=== Section Start ===
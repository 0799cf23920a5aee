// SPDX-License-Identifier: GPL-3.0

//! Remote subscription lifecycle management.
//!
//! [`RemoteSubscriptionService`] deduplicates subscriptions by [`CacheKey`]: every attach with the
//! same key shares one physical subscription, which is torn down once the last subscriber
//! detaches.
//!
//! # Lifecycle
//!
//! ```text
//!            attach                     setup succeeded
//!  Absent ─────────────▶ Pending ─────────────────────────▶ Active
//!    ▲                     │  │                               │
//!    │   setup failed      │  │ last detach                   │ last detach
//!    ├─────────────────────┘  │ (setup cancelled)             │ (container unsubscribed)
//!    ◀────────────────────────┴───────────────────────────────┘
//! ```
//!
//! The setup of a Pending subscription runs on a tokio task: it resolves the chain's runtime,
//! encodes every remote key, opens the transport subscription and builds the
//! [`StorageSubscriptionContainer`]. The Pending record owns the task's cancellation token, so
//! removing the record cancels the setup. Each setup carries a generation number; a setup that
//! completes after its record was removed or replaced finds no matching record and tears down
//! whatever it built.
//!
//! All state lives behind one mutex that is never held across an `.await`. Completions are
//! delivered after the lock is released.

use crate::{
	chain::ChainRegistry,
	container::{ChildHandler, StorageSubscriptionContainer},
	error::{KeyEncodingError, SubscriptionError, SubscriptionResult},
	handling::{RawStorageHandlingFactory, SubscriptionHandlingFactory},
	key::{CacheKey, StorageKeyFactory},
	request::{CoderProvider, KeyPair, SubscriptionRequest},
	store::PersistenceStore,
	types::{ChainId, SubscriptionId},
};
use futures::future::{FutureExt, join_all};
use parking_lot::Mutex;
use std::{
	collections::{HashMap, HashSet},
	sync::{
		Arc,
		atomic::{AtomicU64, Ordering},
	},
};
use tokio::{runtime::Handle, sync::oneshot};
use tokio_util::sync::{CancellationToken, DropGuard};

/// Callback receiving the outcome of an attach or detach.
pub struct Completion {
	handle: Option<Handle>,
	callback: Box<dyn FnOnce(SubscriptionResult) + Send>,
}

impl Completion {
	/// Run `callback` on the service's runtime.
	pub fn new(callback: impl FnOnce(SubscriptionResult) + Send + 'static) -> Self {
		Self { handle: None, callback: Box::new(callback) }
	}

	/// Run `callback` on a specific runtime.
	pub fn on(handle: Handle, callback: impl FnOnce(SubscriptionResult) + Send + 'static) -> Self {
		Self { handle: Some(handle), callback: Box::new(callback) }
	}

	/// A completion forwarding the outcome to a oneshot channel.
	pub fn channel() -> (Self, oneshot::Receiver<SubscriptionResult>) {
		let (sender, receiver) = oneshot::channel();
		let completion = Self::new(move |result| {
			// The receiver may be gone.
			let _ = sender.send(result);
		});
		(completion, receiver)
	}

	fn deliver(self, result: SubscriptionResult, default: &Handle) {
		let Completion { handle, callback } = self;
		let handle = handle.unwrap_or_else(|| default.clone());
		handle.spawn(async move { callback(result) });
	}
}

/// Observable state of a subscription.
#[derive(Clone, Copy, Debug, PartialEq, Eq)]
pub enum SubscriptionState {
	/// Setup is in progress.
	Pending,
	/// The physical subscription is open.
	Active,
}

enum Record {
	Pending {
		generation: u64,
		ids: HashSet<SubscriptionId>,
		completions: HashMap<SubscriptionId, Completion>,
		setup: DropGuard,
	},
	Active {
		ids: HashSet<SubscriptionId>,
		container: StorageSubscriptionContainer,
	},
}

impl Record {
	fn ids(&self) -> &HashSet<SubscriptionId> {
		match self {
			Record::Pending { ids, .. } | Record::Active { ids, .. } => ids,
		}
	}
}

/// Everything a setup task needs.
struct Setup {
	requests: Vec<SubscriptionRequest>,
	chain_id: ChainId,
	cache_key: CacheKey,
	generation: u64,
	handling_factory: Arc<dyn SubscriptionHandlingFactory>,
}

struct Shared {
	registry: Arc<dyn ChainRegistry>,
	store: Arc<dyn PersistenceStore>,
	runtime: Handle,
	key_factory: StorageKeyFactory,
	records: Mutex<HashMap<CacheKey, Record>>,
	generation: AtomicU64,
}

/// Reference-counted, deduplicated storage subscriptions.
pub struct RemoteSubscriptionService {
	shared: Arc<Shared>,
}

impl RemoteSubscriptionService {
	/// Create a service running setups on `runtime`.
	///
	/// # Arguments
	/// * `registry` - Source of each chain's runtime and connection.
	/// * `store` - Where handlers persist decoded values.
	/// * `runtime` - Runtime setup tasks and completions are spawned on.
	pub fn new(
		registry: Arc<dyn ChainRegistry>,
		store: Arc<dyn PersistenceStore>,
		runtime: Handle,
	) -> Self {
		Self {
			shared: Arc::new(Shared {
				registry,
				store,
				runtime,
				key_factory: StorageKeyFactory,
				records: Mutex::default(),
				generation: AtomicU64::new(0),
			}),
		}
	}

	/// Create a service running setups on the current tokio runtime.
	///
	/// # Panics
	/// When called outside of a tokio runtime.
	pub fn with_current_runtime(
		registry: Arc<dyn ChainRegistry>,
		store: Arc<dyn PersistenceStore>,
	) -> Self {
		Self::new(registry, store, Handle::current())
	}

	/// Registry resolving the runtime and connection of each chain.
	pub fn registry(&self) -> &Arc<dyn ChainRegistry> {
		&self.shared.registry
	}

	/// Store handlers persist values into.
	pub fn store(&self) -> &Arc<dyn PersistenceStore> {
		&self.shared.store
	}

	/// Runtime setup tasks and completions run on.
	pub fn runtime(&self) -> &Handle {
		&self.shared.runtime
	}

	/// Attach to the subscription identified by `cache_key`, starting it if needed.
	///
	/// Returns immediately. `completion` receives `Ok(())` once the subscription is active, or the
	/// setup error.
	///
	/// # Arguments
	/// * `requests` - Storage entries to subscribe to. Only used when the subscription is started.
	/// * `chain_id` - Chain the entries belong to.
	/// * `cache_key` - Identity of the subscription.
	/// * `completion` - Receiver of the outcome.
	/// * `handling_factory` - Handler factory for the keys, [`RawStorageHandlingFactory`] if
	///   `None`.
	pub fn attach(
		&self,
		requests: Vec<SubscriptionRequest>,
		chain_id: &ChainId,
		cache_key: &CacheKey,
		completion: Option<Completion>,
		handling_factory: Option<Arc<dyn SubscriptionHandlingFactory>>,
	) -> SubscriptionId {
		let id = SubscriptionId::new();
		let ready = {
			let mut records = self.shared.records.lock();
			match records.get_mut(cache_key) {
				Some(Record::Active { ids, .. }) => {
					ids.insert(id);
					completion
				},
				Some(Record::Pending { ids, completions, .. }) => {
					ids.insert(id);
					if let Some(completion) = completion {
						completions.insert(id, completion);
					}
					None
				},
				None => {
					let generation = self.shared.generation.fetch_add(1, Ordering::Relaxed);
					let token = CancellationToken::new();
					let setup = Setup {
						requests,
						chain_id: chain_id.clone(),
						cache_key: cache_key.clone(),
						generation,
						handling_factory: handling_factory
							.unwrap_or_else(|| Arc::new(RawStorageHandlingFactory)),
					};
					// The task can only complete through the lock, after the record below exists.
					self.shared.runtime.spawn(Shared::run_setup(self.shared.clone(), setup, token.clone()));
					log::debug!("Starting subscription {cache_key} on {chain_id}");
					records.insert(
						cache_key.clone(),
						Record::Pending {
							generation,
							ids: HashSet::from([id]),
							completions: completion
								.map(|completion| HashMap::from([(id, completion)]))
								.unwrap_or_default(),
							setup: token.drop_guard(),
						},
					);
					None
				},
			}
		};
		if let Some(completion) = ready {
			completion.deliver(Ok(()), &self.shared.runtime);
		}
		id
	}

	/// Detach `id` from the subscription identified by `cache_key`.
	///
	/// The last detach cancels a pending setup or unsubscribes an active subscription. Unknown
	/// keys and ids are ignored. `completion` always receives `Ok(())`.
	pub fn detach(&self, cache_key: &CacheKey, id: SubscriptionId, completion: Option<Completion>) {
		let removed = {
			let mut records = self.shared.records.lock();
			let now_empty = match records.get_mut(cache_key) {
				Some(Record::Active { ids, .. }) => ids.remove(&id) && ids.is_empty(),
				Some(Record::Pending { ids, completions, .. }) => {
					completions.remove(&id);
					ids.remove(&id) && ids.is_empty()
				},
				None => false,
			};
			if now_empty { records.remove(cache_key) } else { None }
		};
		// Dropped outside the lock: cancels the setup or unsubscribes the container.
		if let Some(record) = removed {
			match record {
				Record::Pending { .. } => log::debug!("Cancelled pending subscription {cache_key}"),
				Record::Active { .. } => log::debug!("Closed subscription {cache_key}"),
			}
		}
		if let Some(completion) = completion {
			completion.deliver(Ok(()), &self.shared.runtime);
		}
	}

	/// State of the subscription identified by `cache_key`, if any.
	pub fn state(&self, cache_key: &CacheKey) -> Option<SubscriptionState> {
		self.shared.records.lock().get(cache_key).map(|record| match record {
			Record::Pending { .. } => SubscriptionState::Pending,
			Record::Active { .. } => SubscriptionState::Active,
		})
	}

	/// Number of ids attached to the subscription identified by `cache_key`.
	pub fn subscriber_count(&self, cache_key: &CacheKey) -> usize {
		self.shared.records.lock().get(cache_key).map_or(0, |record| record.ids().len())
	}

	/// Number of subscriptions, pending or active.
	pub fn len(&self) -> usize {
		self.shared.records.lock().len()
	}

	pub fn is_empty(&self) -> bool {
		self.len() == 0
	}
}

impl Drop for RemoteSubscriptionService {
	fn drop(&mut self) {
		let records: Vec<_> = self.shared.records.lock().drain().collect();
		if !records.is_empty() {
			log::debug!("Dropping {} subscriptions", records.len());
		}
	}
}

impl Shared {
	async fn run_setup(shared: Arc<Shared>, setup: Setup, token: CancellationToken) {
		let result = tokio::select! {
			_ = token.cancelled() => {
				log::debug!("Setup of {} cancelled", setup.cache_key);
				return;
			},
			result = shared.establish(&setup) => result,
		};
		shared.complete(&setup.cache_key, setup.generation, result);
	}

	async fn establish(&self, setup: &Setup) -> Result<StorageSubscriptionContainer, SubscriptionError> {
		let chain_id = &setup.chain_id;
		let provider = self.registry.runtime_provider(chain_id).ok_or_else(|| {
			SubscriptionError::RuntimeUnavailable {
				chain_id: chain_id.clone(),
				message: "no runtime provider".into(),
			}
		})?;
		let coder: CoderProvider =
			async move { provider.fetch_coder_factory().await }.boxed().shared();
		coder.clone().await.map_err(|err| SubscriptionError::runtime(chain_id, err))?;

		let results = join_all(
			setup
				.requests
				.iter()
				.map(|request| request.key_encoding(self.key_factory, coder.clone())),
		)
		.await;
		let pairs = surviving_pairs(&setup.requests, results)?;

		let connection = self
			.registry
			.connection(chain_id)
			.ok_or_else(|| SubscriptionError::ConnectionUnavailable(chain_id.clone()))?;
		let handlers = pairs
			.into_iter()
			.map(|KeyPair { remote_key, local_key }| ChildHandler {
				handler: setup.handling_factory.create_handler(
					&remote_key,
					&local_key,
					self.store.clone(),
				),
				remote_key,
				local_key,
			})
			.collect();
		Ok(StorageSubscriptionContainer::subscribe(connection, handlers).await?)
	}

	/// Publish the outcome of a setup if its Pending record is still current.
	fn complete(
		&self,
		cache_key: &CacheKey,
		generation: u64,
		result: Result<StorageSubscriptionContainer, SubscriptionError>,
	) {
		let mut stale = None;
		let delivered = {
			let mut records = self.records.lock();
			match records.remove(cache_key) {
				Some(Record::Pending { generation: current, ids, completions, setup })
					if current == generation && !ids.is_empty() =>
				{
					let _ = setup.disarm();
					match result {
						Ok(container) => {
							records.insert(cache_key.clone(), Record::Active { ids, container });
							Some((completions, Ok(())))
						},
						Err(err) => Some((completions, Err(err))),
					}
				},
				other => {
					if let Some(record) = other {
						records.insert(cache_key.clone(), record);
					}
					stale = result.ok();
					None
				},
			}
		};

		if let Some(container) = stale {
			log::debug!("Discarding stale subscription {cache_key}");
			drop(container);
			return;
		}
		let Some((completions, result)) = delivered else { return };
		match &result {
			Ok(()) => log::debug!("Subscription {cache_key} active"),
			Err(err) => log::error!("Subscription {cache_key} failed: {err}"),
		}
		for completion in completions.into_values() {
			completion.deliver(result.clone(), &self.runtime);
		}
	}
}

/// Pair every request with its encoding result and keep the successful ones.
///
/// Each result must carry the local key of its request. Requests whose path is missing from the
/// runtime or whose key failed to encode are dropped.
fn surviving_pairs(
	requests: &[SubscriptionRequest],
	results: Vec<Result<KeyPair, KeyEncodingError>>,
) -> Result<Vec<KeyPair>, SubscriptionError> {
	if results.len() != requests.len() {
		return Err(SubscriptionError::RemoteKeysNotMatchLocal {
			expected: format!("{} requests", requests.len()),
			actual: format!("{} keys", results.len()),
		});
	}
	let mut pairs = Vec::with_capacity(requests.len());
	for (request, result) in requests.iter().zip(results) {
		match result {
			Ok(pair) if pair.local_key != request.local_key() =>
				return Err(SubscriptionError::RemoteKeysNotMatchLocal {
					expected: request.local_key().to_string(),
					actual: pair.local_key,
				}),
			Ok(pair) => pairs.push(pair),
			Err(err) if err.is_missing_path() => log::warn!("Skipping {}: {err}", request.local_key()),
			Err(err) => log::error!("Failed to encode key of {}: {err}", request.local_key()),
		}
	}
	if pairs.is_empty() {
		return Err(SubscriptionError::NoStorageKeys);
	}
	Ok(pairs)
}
=== Section End ===
■ What to work on
Scan the records above and count the lines that contain "struct". No text besides the count.

■ Your response
4